Stored data entries:

- Opening Delimiter -

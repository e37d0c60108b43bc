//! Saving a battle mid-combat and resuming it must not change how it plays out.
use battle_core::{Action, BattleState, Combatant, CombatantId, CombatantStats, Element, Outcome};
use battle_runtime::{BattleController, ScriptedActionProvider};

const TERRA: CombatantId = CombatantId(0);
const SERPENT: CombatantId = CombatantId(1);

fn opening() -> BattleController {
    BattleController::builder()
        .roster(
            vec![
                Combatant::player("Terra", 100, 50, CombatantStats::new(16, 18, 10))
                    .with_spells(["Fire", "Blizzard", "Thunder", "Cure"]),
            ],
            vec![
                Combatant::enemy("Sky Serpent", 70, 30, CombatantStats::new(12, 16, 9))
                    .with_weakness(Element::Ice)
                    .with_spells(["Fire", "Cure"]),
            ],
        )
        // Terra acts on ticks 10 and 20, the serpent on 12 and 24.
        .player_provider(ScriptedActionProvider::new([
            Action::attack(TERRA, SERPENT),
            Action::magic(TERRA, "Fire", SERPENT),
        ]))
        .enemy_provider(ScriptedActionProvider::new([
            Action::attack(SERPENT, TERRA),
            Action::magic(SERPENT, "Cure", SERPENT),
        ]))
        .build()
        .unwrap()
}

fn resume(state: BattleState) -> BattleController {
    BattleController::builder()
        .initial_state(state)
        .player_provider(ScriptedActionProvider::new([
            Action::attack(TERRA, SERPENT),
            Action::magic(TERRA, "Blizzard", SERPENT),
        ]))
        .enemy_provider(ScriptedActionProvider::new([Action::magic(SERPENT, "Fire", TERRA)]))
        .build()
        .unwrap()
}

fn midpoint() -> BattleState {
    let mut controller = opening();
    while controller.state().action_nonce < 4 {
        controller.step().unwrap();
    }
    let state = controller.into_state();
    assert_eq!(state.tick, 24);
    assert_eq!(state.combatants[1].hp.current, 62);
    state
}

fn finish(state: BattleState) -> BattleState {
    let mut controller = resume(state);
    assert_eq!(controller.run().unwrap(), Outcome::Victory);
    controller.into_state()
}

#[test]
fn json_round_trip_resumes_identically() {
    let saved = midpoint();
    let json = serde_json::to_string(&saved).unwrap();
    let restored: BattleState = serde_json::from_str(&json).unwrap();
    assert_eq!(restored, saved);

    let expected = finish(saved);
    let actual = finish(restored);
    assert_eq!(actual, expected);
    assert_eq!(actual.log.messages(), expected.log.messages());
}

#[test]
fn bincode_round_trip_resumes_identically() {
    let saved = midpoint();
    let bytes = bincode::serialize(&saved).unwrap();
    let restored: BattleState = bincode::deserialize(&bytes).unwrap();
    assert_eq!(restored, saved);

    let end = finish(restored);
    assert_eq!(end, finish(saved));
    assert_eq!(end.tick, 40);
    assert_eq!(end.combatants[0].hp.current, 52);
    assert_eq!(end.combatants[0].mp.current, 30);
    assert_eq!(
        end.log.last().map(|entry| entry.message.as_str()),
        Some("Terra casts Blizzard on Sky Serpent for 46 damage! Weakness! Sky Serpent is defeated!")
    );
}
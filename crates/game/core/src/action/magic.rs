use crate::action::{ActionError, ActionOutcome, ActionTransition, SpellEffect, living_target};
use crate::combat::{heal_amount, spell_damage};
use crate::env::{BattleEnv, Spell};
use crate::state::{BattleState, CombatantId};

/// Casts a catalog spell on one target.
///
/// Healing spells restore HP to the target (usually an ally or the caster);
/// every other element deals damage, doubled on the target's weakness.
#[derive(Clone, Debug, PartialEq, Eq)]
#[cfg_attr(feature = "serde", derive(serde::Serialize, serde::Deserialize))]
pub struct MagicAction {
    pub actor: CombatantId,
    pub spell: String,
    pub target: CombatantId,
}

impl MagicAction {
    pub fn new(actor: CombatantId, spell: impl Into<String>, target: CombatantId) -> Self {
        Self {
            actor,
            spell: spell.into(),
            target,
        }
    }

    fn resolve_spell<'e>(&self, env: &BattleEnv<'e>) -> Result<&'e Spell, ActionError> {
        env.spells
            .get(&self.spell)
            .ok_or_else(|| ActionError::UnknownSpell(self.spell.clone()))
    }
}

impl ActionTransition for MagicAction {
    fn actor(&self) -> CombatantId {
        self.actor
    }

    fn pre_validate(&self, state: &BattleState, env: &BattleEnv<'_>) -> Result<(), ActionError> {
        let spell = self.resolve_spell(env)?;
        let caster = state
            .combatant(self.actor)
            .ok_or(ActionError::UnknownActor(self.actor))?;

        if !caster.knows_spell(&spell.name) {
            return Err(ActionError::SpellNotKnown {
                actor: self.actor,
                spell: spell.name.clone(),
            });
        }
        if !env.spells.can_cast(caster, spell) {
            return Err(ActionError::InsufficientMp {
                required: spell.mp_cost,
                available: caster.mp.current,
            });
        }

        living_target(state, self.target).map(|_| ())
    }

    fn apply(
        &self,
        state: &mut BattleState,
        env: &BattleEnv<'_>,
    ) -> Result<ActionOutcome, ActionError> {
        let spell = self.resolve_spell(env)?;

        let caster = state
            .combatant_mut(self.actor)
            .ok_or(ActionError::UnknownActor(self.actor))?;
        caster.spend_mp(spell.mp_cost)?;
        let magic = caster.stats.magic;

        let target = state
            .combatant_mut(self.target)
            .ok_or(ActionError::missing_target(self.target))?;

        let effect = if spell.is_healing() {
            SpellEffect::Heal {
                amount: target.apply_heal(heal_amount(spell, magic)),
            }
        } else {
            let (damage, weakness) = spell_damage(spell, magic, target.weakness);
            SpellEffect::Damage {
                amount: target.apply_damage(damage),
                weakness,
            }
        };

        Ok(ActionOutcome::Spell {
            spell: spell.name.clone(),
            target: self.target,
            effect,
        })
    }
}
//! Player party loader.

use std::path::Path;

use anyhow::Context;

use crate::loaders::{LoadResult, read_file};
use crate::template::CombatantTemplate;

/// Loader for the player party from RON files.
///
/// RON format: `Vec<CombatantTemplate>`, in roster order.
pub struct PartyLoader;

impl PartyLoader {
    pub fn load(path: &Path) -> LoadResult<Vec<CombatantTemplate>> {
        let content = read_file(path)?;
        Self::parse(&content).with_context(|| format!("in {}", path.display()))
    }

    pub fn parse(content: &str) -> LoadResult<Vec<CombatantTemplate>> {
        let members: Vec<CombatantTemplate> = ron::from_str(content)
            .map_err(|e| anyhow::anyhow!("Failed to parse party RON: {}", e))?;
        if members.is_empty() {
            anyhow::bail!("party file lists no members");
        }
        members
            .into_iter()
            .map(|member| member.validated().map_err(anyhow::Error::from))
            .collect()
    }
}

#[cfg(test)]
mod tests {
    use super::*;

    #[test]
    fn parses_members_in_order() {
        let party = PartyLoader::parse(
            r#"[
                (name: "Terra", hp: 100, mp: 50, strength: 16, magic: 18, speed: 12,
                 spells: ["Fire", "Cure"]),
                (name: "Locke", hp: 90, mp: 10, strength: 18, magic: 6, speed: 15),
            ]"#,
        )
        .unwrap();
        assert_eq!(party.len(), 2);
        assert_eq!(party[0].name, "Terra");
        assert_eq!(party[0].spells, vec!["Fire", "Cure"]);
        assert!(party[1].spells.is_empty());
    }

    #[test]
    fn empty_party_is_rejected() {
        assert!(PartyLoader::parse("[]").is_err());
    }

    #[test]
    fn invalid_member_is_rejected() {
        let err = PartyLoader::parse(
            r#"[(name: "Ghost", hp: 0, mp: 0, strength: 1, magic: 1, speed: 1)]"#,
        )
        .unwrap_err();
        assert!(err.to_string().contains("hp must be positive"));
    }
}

- Closing Delimiter -

Description of the task: Look through the records and gather each line with the word "CombatantId".

Your solution:
use battle_core::{Action, BattleState, Combatant, CombatantId, CombatantStats, Element, Outcome};
const TERRA: CombatantId = CombatantId(0);
const SERPENT: CombatantId = CombatantId(1);
use crate::state::{BattleState, CombatantId};
    pub actor: CombatantId,
    pub target: CombatantId,
    pub fn new(actor: CombatantId, spell: impl Into<String>, target: CombatantId) -> Self {
    fn actor(&self) -> CombatantId {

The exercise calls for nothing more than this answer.